Wer hat den roten Ball? ist ein Papp-Bilderbuch für die Jüngsten (U3). »Das ist nicht mein Ball«, stellt zu Beginn der rote Elefant fest. »Das ist ein blauer Ball. Er gehört dem blauen Elefanten.« Wir blättern um und haben den blauen Elefanten vor uns, der allerdings mit einem gelben Ball spielt. Sein Kommentar lautet: »Der gelbe Ball ist nicht von mir ... Hallo gelber Elefant, hier ist dein gelber Ball.«
Das Buch der bunten Elefanten
So setzt die Kettengeschichte sich mit immer ähnlichen Kettengliedern fort. Der gelbe Elefant würde gern wissen, wem der grüne Ball gehört, mit dem er gerade spielt.

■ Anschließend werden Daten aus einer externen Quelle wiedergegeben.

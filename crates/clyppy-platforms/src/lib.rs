//! Platform registry and URL recognition.
//!
//! Each supported video platform is a [`Platform`] implementation: a set of
//! compiled regexes for recognition, an id extractor, and a canonicalizer
//! (which for Reddit share links and TikTok short links performs an HTTP
//! fetch). The [`PlatformRegistry`] consults platforms in priority order,
//! first match wins, with the [`base::BasePlatform`] fallback last.

pub mod base;
pub mod discord;
pub mod error;
pub mod instagram;
pub mod kick;
pub mod platform;
pub mod reddit;
pub mod registry;
pub mod sites;
pub mod tiktok;
pub mod twitch;
pub mod twitter;
pub mod youtube;

pub use error::{PlatformError, PlatformResult};
pub use instagram::instagram_mirror_url;
pub use platform::{Platform, ResolveContext, DISCORDBOT_USER_AGENT};
pub use registry::PlatformRegistry;
pub use tiktok::tiktok_mirror_url;
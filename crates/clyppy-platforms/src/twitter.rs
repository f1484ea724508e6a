//! X/Twitter status recognition.

use async_trait::async_trait;
use regex::Regex;

use clyppy_models::{DeliveryStrategy, Service};

use crate::error::PlatformResult;
use crate::platform::{Platform, ResolveContext};

pub struct TwitterPlatform {
    status: Regex,
}

impl TwitterPlatform {
    pub fn new() -> Self {
        Self {
            // Covers twitter.com, x.com and the fixup mirrors people paste.
            status: Regex::new(
                r"^https?://(?:www\.|mobile\.)?(?:twitter|x|fxtwitter|fixupx|vxtwitter)\.com/(?P<user>\w+)/status/(?P<id>\d+)",
            )
            .unwrap(),
        }
    }

    fn capture(&self, url: &str) -> Option<(String, String)> {
        self.status
            .captures(url)
            .map(|caps| (caps["user"].to_string(), caps["id"].to_string()))
    }
}

impl Default for TwitterPlatform {
    fn default() -> Self {
        Self::new()
    }
}

#[async_trait]
impl Platform for TwitterPlatform {
    fn service(&self) -> Service {
        Service::Twitter
    }

    fn matches(&self, url: &str) -> bool {
        self.capture(url).is_some()
    }

    fn parse(&self, url: &str) -> Option<String> {
        self.capture(url).map(|(_, id)| id)
    }

    async fn canonicalize(
        &self,
        _ctx: &ResolveContext,
        url: &str,
        source_id: &str,
    ) -> PlatformResult<String> {
        let user = self
            .capture(url)
            .map(|(user, _)| user)
            .unwrap_or_else(|| "i".to_string());
        Ok(format!("https://x.com/{user}/status/{source_id}"))
    }

    // X serves video as segmented streams behind auth walls; embeds only
    // work from a rehosted MP4.
    fn strategy(&self) -> DeliveryStrategy {
        DeliveryStrategy::AlwaysReupload
    }

    fn needs_cookies(&self) -> bool {
        true
    }
}

#[cfg(test)]
mod tests {
    use super::*;

    fn platform() -> TwitterPlatform {
        TwitterPlatform::new()
    }

    #[test]
    fn test_status_hosts() {
        let p = platform();
        for url in [
            "https://twitter.com/jack/status/20",
            "https://x.com/jack/status/20",
            "https://fxtwitter.com/jack/status/20",
            "https://fixupx.com/jack/status/20",
            "https://mobile.twitter.com/jack/status/20",
        ] {
            assert_eq!(p.parse(url), Some("20".to_string()), "url {url}");
        }
    }

    #[test]
    fn test_i_status_form() {
        let p = platform();
        assert_eq!(
            p.parse("https://x.com/i/status/1790000000000000000"),
            Some("1790000000000000000".to_string())
        );
    }

    #[test]
    fn test_rejects_profiles() {
        let p = platform();
        assert_eq!(p.parse("https://x.com/jack"), None);
        assert_eq!(p.parse("https://x.com/jack/likes"), None);
    }

    #[tokio::test]
    async fn test_canonicalizes_to_x_host() {
        let p = platform();
        let ctx = ResolveContext::new().unwrap();
        let canonical = p
            .canonicalize(&ctx, "https://fxtwitter.com/jack/status/20", "20")
            .await
            .unwrap();
        assert_eq!(canonical, "https://x.com/jack/status/20");
        assert_eq!(p.parse(&canonical), Some("20".to_string()));
    }
}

Dem grünen Elefanten gefällt der orangene Ball nicht. Und der bunte Ball, mit dem der lila Elefant vergnügt spielt, gehört – natürlich – dem kunterbunten Elefanten. Und jetzt kehrt die Geschichte an ihren Anfang zurück, denn der kunterbunte Elefant, der einen grauen Ball auf dem Rüssel balanciert, »weiß, wer den Ball des roten Elefanten hat«. Es ist, wie sich im letzten Bild herausstellt, der graue Elefant. Die Geschichte endet hier offen mit einem Bild des grauen Elefanten, der den roten Ball mit dem Rüssel festhält. Wird er ihn an den roten Elefanten vom Beginn der Geschichte weitergeben?

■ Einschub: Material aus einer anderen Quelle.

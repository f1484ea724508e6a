//! Delivery strategy hints and resolver output.

use chrono::{DateTime, Utc};
use serde::{Deserialize, Serialize};
use std::path::{Path, PathBuf};

/// How a platform prefers its clips delivered.
#[derive(Debug, Clone, Copy, PartialEq, Eq, Hash, Serialize, Deserialize)]
#[serde(rename_all = "snake_case")]
pub enum DeliveryStrategy {
    /// Serve the third-party CDN URL behind a 302 redirect; no bytes pass
    /// through this host.
    Redirect,
    /// Download, attach when the file fits the chat limit, otherwise rehost
    /// on our CDN.
    AttachOrReupload,
    /// Attachment is the only acceptable delivery.
    AttachOnly,
    /// Download and rehost unconditionally; the platform's own URLs are
    /// unusable in chat embeds.
    AlwaysReupload,
}

/// Where the resolved artifact lives. Exactly one of the two by construction.
#[derive(Debug, Clone, PartialEq, Eq, Serialize, Deserialize)]
#[serde(rename_all = "snake_case")]
pub enum MediaSource {
    /// Deliverable by URL, either a third-party CDN or our own.
    Remote { url: String },
    /// Downloaded bytes in the working directory.
    Local { path: PathBuf },
}

/// Output of the delivery-path selector.
#[derive(Debug, Clone, PartialEq, Serialize, Deserialize)]
pub struct DownloadResponse {
    /// Resolved artifact location.
    pub source: MediaSource,

    /// Duration in seconds, when known.
    #[serde(default)]
    pub duration_secs: u32,

    #[serde(default, skip_serializing_if = "Option::is_none")]
    pub width: Option<u32>,

    #[serde(default, skip_serializing_if = "Option::is_none")]
    pub height: Option<u32>,

    #[serde(default, skip_serializing_if = "Option::is_none")]
    pub filesize_bytes: Option<u64>,

    /// Title reported by the source, when any.
    #[serde(default, skip_serializing_if = "Option::is_none")]
    pub video_name: Option<String>,

    /// Uploader handle reported by the source.
    #[serde(default, skip_serializing_if = "Option::is_none")]
    pub uploader: Option<String>,

    /// True iff the file fits the chat limit and the caller may attach.
    #[serde(default)]
    pub can_be_attached: bool,

    /// True when `source` is a third-party CDN URL served via 302.
    /// Implies `Remote`.
    #[serde(default)]
    pub is_redirect: bool,

    /// For ephemeral remote URLs, when the URL is expected to die.
    #[serde(default, skip_serializing_if = "Option::is_none")]
    pub expires_at: Option<DateTime<Utc>>,
}

impl DownloadResponse {
    /// A response delivering a remote URL (CDN reupload or platform URL).
    pub fn remote(url: impl Into<String>) -> Self {
        Self::from_source(MediaSource::Remote { url: url.into() })
    }

    /// A response delivering a third-party URL behind a 302 redirect.
    pub fn redirect(url: impl Into<String>) -> Self {
        let mut resp = Self::remote(url);
        resp.is_redirect = true;
        resp
    }

    /// A response delivering a local file.
    pub fn local(path: impl Into<PathBuf>) -> Self {
        Self::from_source(MediaSource::Local { path: path.into() })
    }

    fn from_source(source: MediaSource) -> Self {
        Self {
            source,
            duration_secs: 0,
            width: None,
            height: None,
            filesize_bytes: None,
            video_name: None,
            uploader: None,
            can_be_attached: false,
            is_redirect: false,
            expires_at: None,
        }
    }

    pub fn with_duration(mut self, secs: u32) -> Self {
        self.duration_secs = secs;
        self
    }

    pub fn with_dimensions(mut self, width: Option<u32>, height: Option<u32>) -> Self {
        self.width = width;
        self.height = height;
        self
    }

    pub fn with_filesize(mut self, bytes: Option<u64>) -> Self {
        self.filesize_bytes = bytes;
        self
    }

    pub fn with_video_name(mut self, name: Option<String>) -> Self {
        self.video_name = name;
        self
    }

    pub fn with_uploader(mut self, uploader: Option<String>) -> Self {
        self.uploader = uploader;
        self
    }

    pub fn with_expires_at(mut self, expires_at: Option<DateTime<Utc>>) -> Self {
        self.expires_at = expires_at;
        self
    }

    pub fn with_can_be_attached(mut self, can: bool) -> Self {
        self.can_be_attached = can;
        self
    }

    /// Remote URL, when delivery is remote.
    pub fn remote_url(&self) -> Option<&str> {
        match &self.source {
            MediaSource::Remote { url } => Some(url),
            MediaSource::Local { .. } => None,
        }
    }

    /// Local path, when delivery is a downloaded file.
    pub fn local_path(&self) -> Option<&Path> {
        match &self.source {
            MediaSource::Remote { .. } => None,
            MediaSource::Local { path } => Some(path),
        }
    }

    pub fn is_local(&self) -> bool {
        matches!(self.source, MediaSource::Local { .. })
    }
}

Worum geht es in der Geschichte? Für kleinere Kinder symbolisieren die Farben hier einen anschaulichen und nachvollziehbaren Zusammenhang. Die jeweiligen Farben stehen für Zusammengehörigkeit. Die Elefanten möchten mit gleichfarbigen Bällen spielen, einmal heißt es sogar Der orangene Ball gefällt dem grünen Elefanten nicht. Es ist nicht unproblematisch, ein äußerliches Attribut – Farbe – zum Symbol für Zusammengehörigkeit und Zustimmung zu machen.
Die verschiedenfarbigen Elefanten gehen allerdings ausgesprochen freundlich mit dem jeweils Andersfarbigen um. Man reicht von Seite zu Seite dem nächsten Elefanten in der Kettengeschichte den zu ihm passenden Ball zu. Alle helfen bei der Suche nach dem für jeden »richtigen« Ball. Das spiegelt einen toleranten Umgang im Kontext von Vielfalt. Der positive Blick auf Vielfalt kann außerdem in der Arbeit mit diesem Bilderbuch unterstützt werden, wie dies auch unten im Abschnitt »Die Geschichte im szenischen Spiel umerzählen« vorgestellt wird.

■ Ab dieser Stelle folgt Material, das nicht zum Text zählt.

//! Working-file utilities.
//!
//! The work dir and the final storage mount are often different
//! filesystems, so plain renames can fail with EXDEV; `move_file`
//! falls back to copy-then-delete in that case.

use std::path::Path;
use tokio::fs;
use tracing::{debug, warn};

use crate::error::{MediaError, MediaResult};

/// Move a file, surviving cross-device boundaries.
///
/// Tries a rename first. On EXDEV the file is copied to a temp name
/// next to `dst` and renamed into place, so the destination never
/// holds a half-written file.
pub async fn move_file(src: impl AsRef<Path>, dst: impl AsRef<Path>) -> MediaResult<()> {
    let src = src.as_ref();
    let dst = dst.as_ref();

    if let Some(parent) = dst.parent() {
        if !parent.exists() {
            fs::create_dir_all(parent).await?;
        }
    }

    match fs::rename(src, dst).await {
        Ok(()) => Ok(()),
        Err(e) if is_cross_device(&e) => {
            debug!(
                src = %src.display(),
                dst = %dst.display(),
                "cross-device rename, copying instead"
            );
            copy_then_delete(src, dst).await
        }
        Err(e) => Err(MediaError::from(e)),
    }
}

/// EXDEV is errno 18 on Linux and macOS.
fn is_cross_device(e: &std::io::Error) -> bool {
    e.raw_os_error() == Some(18)
}

async fn copy_then_delete(src: &Path, dst: &Path) -> MediaResult<()> {
    let staging = dst.with_extension("part");

    fs::copy(src, &staging).await?;

    if let Err(e) = fs::rename(&staging, dst).await {
        let _ = fs::remove_file(&staging).await;
        return Err(MediaError::from(e));
    }

    // Source removal is best effort; the move itself already succeeded.
    if let Err(e) = fs::remove_file(src).await {
        warn!(src = %src.display(), error = %e, "failed to remove moved source file");
    }
    Ok(())
}

/// Best-effort file removal for cleanup paths.
pub async fn remove_quiet(path: impl AsRef<Path>) {
    let path = path.as_ref();
    match fs::remove_file(path).await {
        Ok(()) => debug!(path = %path.display(), "removed working file"),
        Err(e) if e.kind() == std::io::ErrorKind::NotFound => {}
        Err(e) => warn!(path = %path.display(), error = %e, "failed to remove working file"),
    }
}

Auf der linken Seite haben wir jeweils den Text, rechts dazu den Elefanten, der gerade spricht. Mit einer Ausnahme: Der kunterbunte Elefant, der die Geschichte auflöst, ragt in die linke Bildseite hinein.
Links oben sind auf jeder Seite auf einer kleinen Leiste die bisher beteiligten Elefanten aufgemalt. Links unten finden wir in Reihe die Bälle aus der Geschichte. Der letzte Ball, der Ball, den auch der Elefant gerade gefunden hat, verweist dabei immer schon auf den Elefanten, der erst auf der nächsten Seite zu sehen sein wird. Das erlaubt den BetrachterInnen die Vorwegnahme des Geschehens auch ohne Kenntnis des Textes.
Die Bilder sind auf das Wesentliche reduziert und die Geschichte kommt mit einfachen Sätzen aus: Das ist nicht mein Ball. Das ist ein roter Ball. Der gehört dem roten Elefanten.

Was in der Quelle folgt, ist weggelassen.